小鼠局部变应性鼻炎耐受模型的研究

Establishment of local allergic rhinitis tolerance in mouse model

目的:通过鼻腔滴入过敏原建立小鼠局部变应性鼻炎动物耐受模型,并对其免疫学指标及特征进行研究。方法:使用卵清蛋白(OVA)和磷酸盐缓冲液(PBS)对小鼠每日局部滴鼻,记录过敏症状,检测小鼠血清OVA特异性抗体(IgE、IgG1、IgG2a)及脾脏细胞培养上清的细胞因子(IL-4、IL-10、IFN-γ)浓度,观察鼻黏膜嗜酸粒细胞及杯状细胞的浸润情况,用RNA-seq技术分析局部鼻黏膜基因的变化。结果:小鼠在OVA刺激下首先表现为过敏症状加重,血清OVA特异性抗体IgE、IgG1、IgG2a和体外培养脾细胞上清中IL-4、IFN-γ、IL-10升高,鼻黏膜嗜酸粒细胞和杯状细胞显著升高,鼻黏膜编码IL-10、TGF-β基因表达上调,嗜酸粒细胞活化基因上调。随着滴鼻时间继续延长,过敏症状逐渐减轻,血清OVA特异性抗体IgE、IgG1、IgG2a则持续增加,体外培养脾脏细胞上清IL-4下降,IL-10升高,IFN-γ有下降的趋势,鼻黏膜杯状细胞显著减少,嗜酸粒细胞活化基因显著下调,鼻黏膜编码IL-10、TGF-β等耐受基因维持高表达。筛选出10个与局部变应性鼻炎免疫耐受相关的核心基因:Rps27a、Uba52、Kng2、Gnal、C3、Rtp4、Reep1、Rtp2、Rtp1、Reep5。结论:通过局部持续滴入过敏原,可使小鼠先形成过敏,继而产生免疫耐受。这种免疫耐受的产生,可能是在变应原的持续作用下,诱导了全身及局部的免疫耐受效应。

Objective: To establish a mouse model of local allergic rhinitis tolerance by intranasal infusion of allergen, and study its immunological indexes and characteristics. Methods: The mice were given ovalbumin(OVA) and phosphate buffer solution(PBS) daily, and their allergic symptoms were recorded. OVA-specific antibodies(IgE, IgG1, IgG2 a) in serum and cytokine(IL-4, IL-10, IFN-γ) in splenic culture supernatant were detected. The infiltration of eosinophils and goblet cells in nasal mucosa were observed, and the changes in local nasal mucosa genes were analyzed by RNA-seq technique.
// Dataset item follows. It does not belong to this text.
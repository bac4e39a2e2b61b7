pub mod monitor;
pub mod suspendible_thread_set;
Results: Mice first showed aggravation of allergic symptoms when stimulated with OVA. The serum OVA-specific antibodies IgE, IgG1, IgG2 a and the cytokine(IL-4, IL-10, IFN-γ) Iin splenic culture supernatant were increased, the eosinophils and goblet cells in nasal mucosa were significantly increased. The expression of encoding IL-10, TGF-β gene and eosinophils activation gene in nasal mucosa were up-regulated. As the duration of nasal dripping increased, the allergic symptoms gradually decreased, serum OVA-specific antibodies IgE, IgG1, IgG2 a continued to increase. Splenic culture supernatant IL-4 decreased, IL-10 increased, IFN-γ had a downward trend. In nasal mucosa, goblet cells decreased significantly. Genes involved in eosinophils activation were significantly down-regulated. The encoding tolerance genes such as IL-10 and TGF-β genes remained highly expressed. Ten core genes associated with immune tolerance in localized allergic rhinitis were screened, Rps27a, Uba52, Kng2, Gnal, C3, Rtp4, Reep1, Rtp2, Rtp1, Reep5. Conclusion: The mice first develop an allergy and then develop immune tolerance by continuous local drops of the allergen. The generation of immune tolerance may be induced by the continuous action of allergens, which induced systemic and local immune tolerance effects.